The Taliban detonated a car bomb inside a National Directorate of Security (NDS) Afghan Army base before trying to launch a coordinated ground attack. At least 43 people were killed and 54 wounded according to NDS officials, but the number is thought to be much higher.
This deadly attack in Wardak province took place just hours before the Taliban was to sit down in peace talks with representatives of the United States in Qatar. The timing is not considered a coincidence as a second Taliban attack, also using a car bomb was thwarted by NDS forces according to an official statement.
The Taliban somehow got control of an American manufactured up-armored Humvee that they packed with explosives. Then, they rammed the gate, wounding the gate guards as they entered the military compound. They detonated the explosives which caused the collapse of one building at Maidan Shahr, about 30km (19 miles) south-west of Kabul.
A few gunmen who followed in a white Toyota pickup then stormed the compound where they then opened fire inside the base before being killed by government forces wounded in the initial assault at the gate. There was no long or prolonged gunfire, it was over very quickly according to witnesses.
Initial reports from sources inside the Afghan government put the death toll much higher. According to an early report from Reuters:
“We have information that 126 people have been killed in the explosion inside the military training center, eight special commandoes are among the dead,” said a senior official in the defense ministry in Kabul, speaking on condition of anonymity.
The Taliban claim that they killed 190 people, which is typical for their attacks as they always overestimate their operational casualty numbers inflicted on government forces. Most of the dead were killed when the roof of one building collapsed in the blast from the car bomb.

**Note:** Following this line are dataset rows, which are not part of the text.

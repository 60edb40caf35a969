//! Realtime Copilot - live transcription and AI hints
//!
//! A server that ingests two parallel PCM audio streams (microphone and
//! system/remote) over a single WebSocket, transcribes both through the
//! OpenAI Realtime API, aggregates the transcripts into trigger-ready
//! chunks, and streams short bullet-point hints back to the client from an
//! OpenAI-compatible completion endpoint.
//!
//! # Example
//!
//! ```ignore
//! use realtime_copilot::config::Settings;
//!
//! #[tokio::main]
//! async fn main() -> anyhow::Result<()> {
//!     let settings = Settings::from_env()?;
//!     realtime_copilot::server::start(settings).await
//! }
//! ```

// Core modules (order matters for cross-module dependencies)
pub mod config;
pub mod audio;
pub mod events;
pub mod session;
pub mod supervisor;
pub mod knowledge;
pub mod pipeline;
pub mod server;

// Re-export commonly used types for convenience
pub use config::Settings;
pub use events::{Event, EventBus, EventTopic, Speaker};
pub use session::{Session, SessionMode, SessionState};
pub use supervisor::SessionSupervisor;

/// Library version
pub const VERSION: &str = env!("CARGO_PKG_VERSION");

/// Library name
pub const NAME: &str = env!("CARGO_PKG_NAME");
//! HTTP and WebSocket surface

pub mod api;
pub mod ws;

use std::net::SocketAddr;
use std::sync::Arc;

use anyhow::{Context, Result};
use axum::routing::{delete, get, post};
use axum::{Json, Router};
use serde_json::json;
use tower_http::cors::{Any, CorsLayer};
use tower_http::trace::TraceLayer;
use tracing::info;

use crate::config::Settings;
use crate::knowledge::KnowledgeService;
use crate::supervisor::SessionSupervisor;

/// Shared server state
#[derive(Clone)]
pub struct ServerState {
    pub settings: Arc<Settings>,
    pub supervisor: Arc<SessionSupervisor>,
    pub knowledge: Arc<KnowledgeService>,
}

impl ServerState {
    pub fn new(settings: Settings) -> Self {
        let knowledge = Arc::new(KnowledgeService::new(settings.workspaces_dir.clone()));
        Self {
            settings: Arc::new(settings),
            supervisor: Arc::new(SessionSupervisor::new()),
            knowledge,
        }
    }
}

/// Assemble the application router.
pub fn router(state: ServerState) -> Router {
    let cors = CorsLayer::new()
        .allow_origin(Any)
        .allow_methods(Any)
        .allow_headers(Any);

    Router::new()
        .route("/health", get(health))
        .route("/ws", get(ws::ws_handler))
        .route(
            "/api/workspaces",
            post(api::create_workspace).get(api::list_workspaces),
        )
        .route("/api/workspaces/{name}/stats", get(api::workspace_stats))
        .route(
            "/api/workspaces/{name}/files",
            post(api::upload_file).get(api::list_files),
        )
        .route(
            "/api/workspaces/{name}/files/{filename}",
            delete(api::delete_file),
        )
        .route("/api/session", get(api::session_info))
        .route("/api/config", get(api::config_info))
        .layer(cors)
        .layer(TraceLayer::new_for_http())
        .with_state(state)
}

/// Start the server and block until shutdown.
pub async fn start(settings: Settings) -> Result<()> {
    let addr: SocketAddr = format!("{}:{}", settings.server_host, settings.server_port)
        .parse()
        .context("invalid server address")?;

    let state = ServerState::new(settings);
    let supervisor = state.supervisor.clone();
    let app = router(state);

    let listener = tokio::net::TcpListener::bind(addr)
        .await
        .with_context(|| format!("failed to bind {}", addr))?;
    info!("listening on {}", addr);

    axum::serve(listener, app)
        .with_graceful_shutdown(shutdown_signal())
        .await
        .context("server error")?;

    info!("shutting down");
    supervisor.shutdown().await;
    Ok(())
}

async fn shutdown_signal() {
    let _ = tokio::signal::ctrl_c().await;
}

async fn health() -> Json<serde_json::Value> {
    Json(json!({ "status": "healthy", "version": crate::VERSION }))
}
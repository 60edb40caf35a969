//! Session supervisor
//!
//! Owns the single active session per process and the event bus the
//! pipeline components share. All lifecycle operations serialize through
//! one lock so concurrent control messages cannot race.

use std::sync::Arc;

use tokio::sync::Mutex;
use tracing::{info, warn};

use crate::events::{Event, EventBus};
use crate::session::{Session, SessionMode, SessionState};

pub struct SessionSupervisor {
    current: Mutex<Option<Arc<Session>>>,
    bus: Arc<EventBus>,
}

impl SessionSupervisor {
    pub fn new() -> Self {
        Self {
            current: Mutex::new(None),
            bus: Arc::new(EventBus::new()),
        }
    }

    pub fn bus(&self) -> Arc<EventBus> {
        self.bus.clone()
    }

    /// Create a new session in `Created` state. An already-active session
    /// is stopped first.
    pub async fn create_session(&self, mode: SessionMode) -> Arc<Session> {
        let mut current = self.current.lock().await;
        if let Some(existing) = current.as_ref() {
            if existing.state().await == SessionState::Active {
                warn!(session_id = %existing.id, "session already active, stopping previous session");
                stop(existing).await;
                self.bus
                    .publish(Event::SessionStopped(existing.id.clone()))
                    .await;
            }
        }

        let session = Arc::new(Session::new(mode));
        info!(session_id = %session.id, mode = mode.as_str(), "session created");
        *current = Some(session.clone());
        session
    }

    pub async fn current_session(&self) -> Option<Arc<Session>> {
        self.current.lock().await.clone()
    }

    /// Move a `Created` session to `Active`. Any other state is refused.
    pub async fn start_session(&self, session: &Arc<Session>) {
        let _guard = self.current.lock().await;
        let current_state = session.state().await;
        if current_state != SessionState::Created {
            warn!(session_id = %session.id, state = ?current_state,
                "cannot start session in this state");
            return;
        }
        session.set_state(SessionState::Active).await;
        info!(session_id = %session.id, "session started");
        self.bus
            .publish(Event::SessionStarted(session.id.clone()))
            .await;
    }

    /// Stop a session. Idempotent; cancels and awaits every registered task.
    pub async fn stop_session(&self, session: &Arc<Session>) {
        let _guard = self.current.lock().await;
        if stop(session).await {
            self.bus
                .publish(Event::SessionStopped(session.id.clone()))
                .await;
        }
    }

    /// Stop (if needed) and release the session with the given id.
    pub async fn destroy_session(&self, session_id: &str) {
        let mut current = self.current.lock().await;
        if let Some(session) = current.as_ref() {
            if session.id == session_id {
                stop(session).await;
                *current = None;
                info!(session_id, "session destroyed");
            }
        }
    }

    pub async fn set_mode(&self, session: &Arc<Session>, mode: SessionMode) {
        session.set_mode(mode).await;
        info!(session_id = %session.id, mode = mode.as_str(), "session mode changed");
    }

    pub fn set_hints_enabled(&self, session: &Arc<Session>, enabled: bool) {
        session.set_hints_enabled(enabled);
        info!(session_id = %session.id, hints_enabled = enabled, "hints toggled");
    }

    pub async fn set_custom_prompt(&self, session: &Arc<Session>, prompt: String) {
        session.set_custom_prompt(Some(prompt)).await;
        info!(session_id = %session.id, "custom prompt set");
    }

    pub async fn set_knowledge_workspace(&self, session: &Arc<Session>, workspace: String) {
        session.set_knowledge_workspace(Some(workspace.clone())).await;
        info!(session_id = %session.id, workspace = %workspace, "knowledge workspace set");
    }

    /// Stop the current session and drop all bus subscriptions.
    pub async fn shutdown(&self) {
        let session = self.current.lock().await.take();
        if let Some(session) = session {
            stop(&session).await;
        }
        self.bus.clear().await;
        info!("session supervisor shutdown complete");
    }
}

impl Default for SessionSupervisor {
    fn default() -> Self {
        Self::new()
    }
}

/// Shared stop path. Returns false when the session was already stopped.
async fn stop(session: &Arc<Session>) -> bool {
    if session.state().await == SessionState::Stopped {
        return false;
    }
    session.set_state(SessionState::Stopped).await;
    session.cancel_tasks().await;
    info!(
        session_id = %session.id,
        dropped_frames = session.stats.dropped_frames_count(),
        transcript_segments = session.stats.transcript_segments.load(std::sync::atomic::Ordering::Relaxed),
        hints_generated = session.stats.hints_generated.load(std::sync::atomic::Ordering::Relaxed),
        "session stopped"
    );
    true
}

Regardless, this is the most serious attack against Afghan government forces in months, just as Taliban representatives were meeting with Zalmay Khalilzad, the U.S. special envoy for peace in Afghanistan, in Qatar. The Taliban now controls roughly half of the countryside and is looking to negotiate, the “invasion of Afghanistan” with the U.S. from a position of strength. They refuse to negotiate with the government since they feel that they are no more than U.S. puppets.
“Following American acceptance of the agenda of ending the invasion of Afghanistan and preventing Afghanistan from being used against other countries in the future, talks with American representatives took place today in Doha,” was released in a Taliban statement.
The Afghan military base in Maidan Wardak is a training center run by the NDS, Afghanistan’s main intelligence agency. These troops have much better training and are much better led than the Afghan police forces which have been getting decimated in Taliban attacks recently. A recent government statement has stated that the total of police and military deaths against the Taliban since 2015 is 28,000, or about 20 per day. This latest assault came just a day after a suicide bomber from the Taliban targeted the convoy of the governor of Logar province.
Seven of the governor’s bodyguards were killed in the blast, but the governor escaped uninjured. Sharif Hotak, a local Afghan official told the media that he saw the bodies of at least 35 Afghan security forces in the hospital and said many more who had also been killed in the blast.
“The government was hiding the accurate casualty figures to prevent a further dip in the morale of the Afghan forces,” he said. “Several bodies were transported to Kabul city and many injured were transferred to hospitals in Kabul. The explosion was very powerful. The whole building has collapsed.”
The NDS has long been mentored by CIA and has been conducting training on its own to local militias in a “train the trainer” scenario. It isn’t believed, however, that any U.S. CIA employees were at the facility.
This comes at a critical juncture where President Trump had ordered back in December to begin plans to withdraw all 7000 American troops remaining in Afghanistan. Coupled with the U.S. ordered withdrawal in Syria, the American bargaining position has been considerably weakened.